The stone blocks that sank it, however, protected the remains of the galley by leaving them stuck in the bottom of the canal, which was filled with the rubble of the temple. The ship, underwater archaeologists have explained, lies under five meters of hard clay mixed with the remains of the sanctuary and could only be detected using a state-of-the-art bottom-tracking device.
“The finding of fast galleys from this time is extremely rare,” emphasizes Goddio in an IEASM note. “The only other example is the Carthaginian ship of Marsala, from 235 BC. Before that discovery, Hellenistic ships of this type were completely unknown to archaeologists ”. Goddio continues: “Our preliminary study shows that the galley hull that we have found was built in the classical tradition with mortise and tenon joints (characteristic of hull board joining) and a very well finished internal structure. However, the galley also presents characteristics of ancient Egyptian shipbuilding and allows us to speak of a mixed construction technique. It was a rowing boat that was also provided with a large sail, as evidenced by a mast base of considerable dimensions ”.
According to Goddio, this “long boatIt was flat-bottomed and had a flat keel, which was advantageous for navigating the Nile and its delta. Archaeologists note that some features of Egyptian shipbuilding along with evidence that wood was reused on the ship indicate that it was built in Egypt. With a length of more than 25 meters, it had a length-width ratio of 6 to 1.
The galley is one of the most interesting discoveries of IEASM’s 2021 campaign off the Egyptian coast, which is working in cooperation with the Egyptian Ministry of Tourism and Antiquities with the support of the Hilti foundation.
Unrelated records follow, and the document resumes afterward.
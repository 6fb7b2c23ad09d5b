//! Identity-driven resolution stream.
//!
//! `AccessWatch` follows the identity hub: each auth-state change kicks off
//! a fresh tier resolution and publishes the result. Resolutions race the
//! identity stream, so each one takes a generation ticket when it starts
//! and commits only if no newer resolution began in the meantime; a result
//! computed for a stale identity is discarded instead of clobbering a newer
//! one.

use std::sync::Arc;
use std::sync::atomic::{AtomicU64, Ordering};

use tokio::sync::watch;
use tokio::task::JoinHandle;

use loanmitra_core::Email;

use crate::identity::{Identity, IdentityHub};
use crate::resolver::{AccessResolver, TierResolution};

/// What route guards observe while resolution is in flight or done.
#[derive(Debug, Clone, PartialEq, Eq)]
pub enum GuardState {
    /// A resolution is in flight; guards must not decide yet.
    Loading,
    Ready {
        identity: Option<Identity>,
        resolution: TierResolution,
    },
}

impl GuardState {
    /// Email of the resolved identity, if any.
    #[must_use]
    pub fn email(&self) -> Option<&Email> {
        match self {
            Self::Loading => None,
            Self::Ready { identity, .. } => identity.as_ref().map(|i| &i.verified_email),
        }
    }
}

/// Hands out generation tickets and discards stale commits.
struct ResolutionSequence {
    next: AtomicU64,
    committed: AtomicU64,
}

impl ResolutionSequence {
    const fn new() -> Self {
        Self {
            next: AtomicU64::new(1),
            committed: AtomicU64::new(0),
        }
    }

    fn begin(&self) -> u64 {
        self.next.fetch_add(1, Ordering::SeqCst)
    }

    /// True if `generation` is newer than everything committed so far.
    fn commit(&self, generation: u64) -> bool {
        self.committed
            .fetch_max(generation, Ordering::SeqCst)
            < generation
    }
}

/// Live guard-state stream over an identity hub and a resolver.
pub struct AccessWatch {
    rx: watch::Receiver<GuardState>,
    task: JoinHandle<()>,
}

impl AccessWatch {
    /// Spawn the follower task. The stream starts in [`GuardState::Loading`]
    /// and moves to [`GuardState::Ready`] once the first resolution lands.
    #[must_use]
    pub fn spawn(hub: &IdentityHub, resolver: Arc<AccessResolver>) -> Self {
        let (tx, rx) = watch::channel(GuardState::Loading);
        let mut identities = hub.subscribe();
        let sequence = Arc::new(ResolutionSequence::new());

        let task = tokio::spawn(async move {
            loop {
                let identity = identities.borrow_and_update().clone();
                let generation = sequence.begin();
                let resolution = resolver.resolve(identity.as_ref()).await;
                if sequence.commit(generation) {
                    let ready = GuardState::Ready {
                        identity,
                        resolution,
                    };
                    if tx.send(ready).is_err() {
                        break;
                    }
                } else {
                    tracing::debug!(generation, "discarding stale tier resolution");
                }
                if identities.changed().await.is_err() {
                    break;
                }
            }
        });

        Self { rx, task }
    }

    /// Subscribe to guard-state changes.
    #[must_use]
    pub fn subscribe(&self) -> watch::Receiver<GuardState> {
        self.rx.clone()
    }

    /// The current guard state.
    #[must_use]
    pub fn current(&self) -> GuardState {
        self.rx.borrow().clone()
    }
}

impl Drop for AccessWatch {
    fn drop(&mut self) {
        self.task.abort();
    }
}
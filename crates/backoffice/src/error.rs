//! Unified error handling with Sentry integration.

use axum::{
    http::StatusCode,
    response::{IntoResponse, Response},
};
use thiserror::Error;

use loanmitra_access::{IdentityError, StoreError};

/// Application-level error type for the backoffice.
#[derive(Debug, Error)]
pub enum AppError {
    /// Document-store operation failed.
    #[error("Store error: {0}")]
    Store(#[from] StoreError),

    /// Sign-in failed.
    #[error("Identity error: {0}")]
    Identity(#[from] IdentityError),

    /// Resource not found.
    #[error("Not found: {0}")]
    NotFound(String),

    /// Caller is not signed in or not authorized.
    #[error("Unauthorized: {0}")]
    Unauthorized(String),

    /// Caller is signed in but lacks the required tier or capability.
    #[error("Forbidden: {0}")]
    Forbidden(String),

    /// Bad request from client.
    #[error("Bad request: {0}")]
    BadRequest(String),

    /// Internal server error.
    #[error("Internal error: {0}")]
    Internal(String),
}

impl IntoResponse for AppError {
    fn into_response(self) -> Response {
        // Capture server errors to Sentry
        if matches!(self, Self::Store(_) | Self::Internal(_)) {
            let event_id = sentry::capture_error(&self);
            tracing::error!(
                error = %self,
                sentry_event_id = %event_id,
                "Request error"
            );
        }

        let status = match &self {
            Self::Store(_) | Self::Internal(_) => StatusCode::INTERNAL_SERVER_ERROR,
            Self::Identity(err) => match err {
                IdentityError::NotConfigured | IdentityError::Provider(_) => {
                    StatusCode::SERVICE_UNAVAILABLE
                }
                IdentityError::Rejected => StatusCode::UNAUTHORIZED,
            },
            Self::NotFound(_) => StatusCode::NOT_FOUND,
            Self::Unauthorized(_) => StatusCode::UNAUTHORIZED,
            Self::Forbidden(_) => StatusCode::FORBIDDEN,
            Self::BadRequest(_) => StatusCode::BAD_REQUEST,
        };

        // Don't expose internal error details to clients
        let message = match &self {
            Self::Store(_) | Self::Internal(_) => "Internal server error".to_string(),
            Self::Identity(err) => err.user_message().to_string(),
            _ => self.to_string(),
        };

        (status, message).into_response()
    }
}

/// Result type alias for `AppError`.
pub type Result<T> = std::result::Result<T, AppError>;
Elsewhere in the city, a burial mound near the northeast entrance channel has revealed remains of a large Greek burial area with sumptuous offerings. According to archaeologists, it dates back to the very beginning of the 4th century BC. For researchers, the find illustrates the presence of Greek merchants and mercenaries who lived in Thonis-Heracleion, a city that controlled access to Egypt at the mouth of the canopic branch of the Nile. .
The Greeks were allowed to settle in the city during the late Pharaonic period. There they built their own shrines near the great temple of Amun. These constructions were also destroyed during the cataclysm and their remains have been found mixed with those of the temple of the Egyptian god. Important remains of that sacred building slipped into the deep channel during a landslide caused by a liquefaction event, when the ground went from solid to liquid. These remains have been found in very good condition, almost original. They bear witness to the richness of the sanctuaries of Thonis-Heracleion, now submerged under the sea seven kilometers from the present coast of Egypt.
The city was for centuries the largest port of the pharaohs in the Mediterranean before Alexander the Great founded Alexandria in 331 BC. C. Numerous earthquakes, followed by tidal waves that unleashed liquefaction phenomena caused a 110-square-kilometer portion of the Nile Delta to collapse under the sea, washing away the cities of Thonis-Heracleion and Canopus. The two cities were rediscovered by Goddio and his family in 2000 and 1999 respectively.